Material for this exercise ▸

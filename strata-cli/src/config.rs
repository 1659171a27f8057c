//! CLI configuration
//!
//! Manifest loading and the per-phase log levels handed to the subscriber.

use std::collections::HashMap;
use std::path::{Path, PathBuf};
use std::sync::Arc;
use strata_config::{LogLevel, Phase, ProjectManifest};
use strata_log::{Level, Logger};
use thiserror::Error;
use tracing::level_filters::LevelFilter;

#[derive(Debug, Error)]
pub enum ManifestError {
    #[error("'{}' not found\n\nThe current directory is not a Strata project.\nHint: create '{}' listing the batch in its 'sources' field", .0.display(), .0.display())]
    Missing(PathBuf),

    #[error("cannot read '{}': {source}", path.display())]
    Read {
        path: PathBuf,
        #[source]
        source: std::io::Error,
    },

    #[error("failed to parse '{}': {source}", path.display())]
    Parse {
        path: PathBuf,
        #[source]
        source: serde_json::Error,
    },

    #[error("'sources' in '{}' cannot be empty", .0.display())]
    NoSources(PathBuf),
}

/// Read and validate a project manifest
pub fn read_manifest(path: &Path) -> Result<ProjectManifest, ManifestError> {
    if !path.exists() {
        return Err(ManifestError::Missing(path.to_path_buf()));
    }
    let content = std::fs::read_to_string(path).map_err(|source| ManifestError::Read {
        path: path.to_path_buf(),
        source,
    })?;
    parse_manifest(path, &content)
}

pub fn parse_manifest(path: &Path, content: &str) -> Result<ProjectManifest, ManifestError> {
    let manifest: ProjectManifest = serde_json::from_str(content).map_err(|source| ManifestError::Parse {
        path: path.to_path_buf(),
        source,
    })?;
    if manifest.sources.is_empty() {
        return Err(ManifestError::NoSources(path.to_path_buf()));
    }
    Ok(manifest)
}

/// Resolve a manifest entry relative to the manifest's directory
pub fn resolve_entry(manifest_path: &Path, entry: &str) -> PathBuf {
    let base_dir = manifest_path.parent().unwrap_or(Path::new("."));
    base_dir.join(entry)
}

/// CLI log configuration: a global level plus per-phase overrides
#[derive(Debug, Clone)]
pub struct LogConfig {
    pub global: LevelFilter,
    pub phases: HashMap<Phase, LevelFilter>,
}

impl LogConfig {
    pub fn new(level: LogLevel) -> Self {
        Self {
            global: level_filter(level),
            phases: HashMap::new(),
        }
    }

    pub fn with_phase(mut self, phase: Phase, level: LevelFilter) -> Self {
        self.phases.insert(phase, level);
        self
    }

    /// Get log level for a specific phase
    pub fn level_for(&self, phase: Phase) -> LevelFilter {
        self.phases.get(&phase).copied().unwrap_or(self.global)
    }

    /// The most verbose level any target uses
    pub fn max_level(&self) -> LevelFilter {
        self.phases.values().copied().fold(self.global, LevelFilter::max)
    }
}

/// Phase named like its log target suffix (`parser`, `resolver`, ...)
pub fn parse_phase(name: &str) -> Result<Phase, String> {
    Phase::ALL
        .into_iter()
        .find(|phase| phase.as_str() == name)
        .ok_or_else(|| {
            let known: Vec<_> = Phase::ALL.iter().map(Phase::as_str).collect();
            format!("unknown phase '{name}', expected one of: {}", known.join(", "))
        })
}

pub fn level_filter(level: LogLevel) -> LevelFilter {
    match level {
        LogLevel::Off => LevelFilter::OFF,
        LogLevel::Error => LevelFilter::ERROR,
        LogLevel::Warn => LevelFilter::WARN,
        LogLevel::Info => LevelFilter::INFO,
        LogLevel::Debug => LevelFilter::DEBUG,
        LogLevel::Trace => LevelFilter::TRACE,
    }
}

/// Library logger level matching a subscriber filter; `None` when everything is off
pub fn record_level(filter: LevelFilter) -> Option<Level> {
    let level = match filter.into_level()? {
        tracing::Level::ERROR => Level::Error,
        tracing::Level::WARN => Level::Warn,
        tracing::Level::INFO => Level::Info,
        tracing::Level::DEBUG => Level::Debug,
        _ => Level::Trace,
    };
    Some(level)
}

/// Logger handed to the compiler: bridged into tracing, optionally appended to `log_file`
pub fn library_logger(filter: LevelFilter, log_file: Option<&Path>) -> Arc<Logger> {
    let Some(level) = record_level(filter) else {
        return Logger::noop();
    };
    let config = strata_log::LogConfig::new(level).with_tracing();
    match log_file {
        Some(path) => config.with_file(path.to_string_lossy()).init().0,
        None => config.init().0,
    }
}

#[cfg(test)]
mod tests {
    use super::*;

    #[test]
    fn test_parse_manifest() {
        let manifest = parse_manifest(
            Path::new("strata.json"),
            r#"{ "sources": ["src"], "sourcepath": ["lib"], "compiler": { "tolerant": true } }"#,
        )
        .unwrap();
        assert_eq!(manifest.sources, vec!["src"]);
        assert_eq!(manifest.sourcepath, vec!["lib"]);
        assert!(manifest.compiler_config().tolerant);
    }

    #[test]
    fn test_empty_sources_rejected() {
        let err = parse_manifest(Path::new("strata.json"), r#"{ "sources": [] }"#).unwrap_err();
        assert!(matches!(err, ManifestError::NoSources(_)));
    }

    #[test]
    fn test_malformed_manifest() {
        let err = parse_manifest(Path::new("strata.json"), "{ sources").unwrap_err();
        assert!(err.to_string().starts_with("failed to parse 'strata.json'"));
    }

    #[test]
    fn test_missing_manifest() {
        let err = read_manifest(Path::new("/definitely/not/here/strata.json")).unwrap_err();
        assert!(matches!(err, ManifestError::Missing(_)));
    }

    #[test]
    fn test_resolve_entry() {
        assert_eq!(
            resolve_entry(Path::new("proj/strata.json"), "src"),
            PathBuf::from("proj/src")
        );
        assert_eq!(resolve_entry(Path::new("strata.json"), "src"), PathBuf::from("src"));
    }

    #[test]
    fn test_level_for_phase() {
        let config = LogConfig::new(LogLevel::Warn).with_phase(Phase::Parse, LevelFilter::TRACE);
        assert_eq!(config.level_for(Phase::Parse), LevelFilter::TRACE);
        assert_eq!(config.level_for(Phase::Analyze), LevelFilter::WARN);
        assert_eq!(config.max_level(), LevelFilter::TRACE);
        assert_eq!(LogConfig::new(LogLevel::Off).global, LevelFilter::OFF);
    }

    #[test]
    fn test_record_level() {
        assert_eq!(record_level(LevelFilter::OFF), None);
        assert_eq!(record_level(LevelFilter::INFO), Some(Level::Info));
        assert_eq!(record_level(level_filter(LogLevel::Trace)), Some(Level::Trace));
    }

    #[test]
    fn test_parse_phase() {
        assert_eq!(parse_phase("fault_in"), Ok(Phase::FaultIn));
        assert!(parse_phase("lexer").unwrap_err().contains("parser, binder"));
    }

    #[test]
    fn test_library_logger_appends_to_log_file() {
        let path = std::env::temp_dir().join(format!("strata_cli_{}.log", std::process::id()));
        let _ = std::fs::remove_file(&path);

        let logger = library_logger(LevelFilter::WARN, Some(&path));
        strata_log::warn!(logger, target: "strata::driver", "Syntax error detected in: {}", "Broken");
        strata_log::debug!(logger, target: "strata::driver", "not written");

        let content = std::fs::read_to_string(&path).unwrap();
        assert!(content.contains("Syntax error detected in: Broken"));
        assert!(!content.contains("not written"));
        std::fs::remove_file(&path).ok();
    }

    #[test]
    fn test_library_logger_off() {
        let logger = library_logger(LevelFilter::OFF, None);
        assert!(!logger.is_enabled(Level::Warn));
    }
}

Task prompt ▸
In how many lines of the records does the word "Result" appear? Give the number alone.

Task solution ▸
3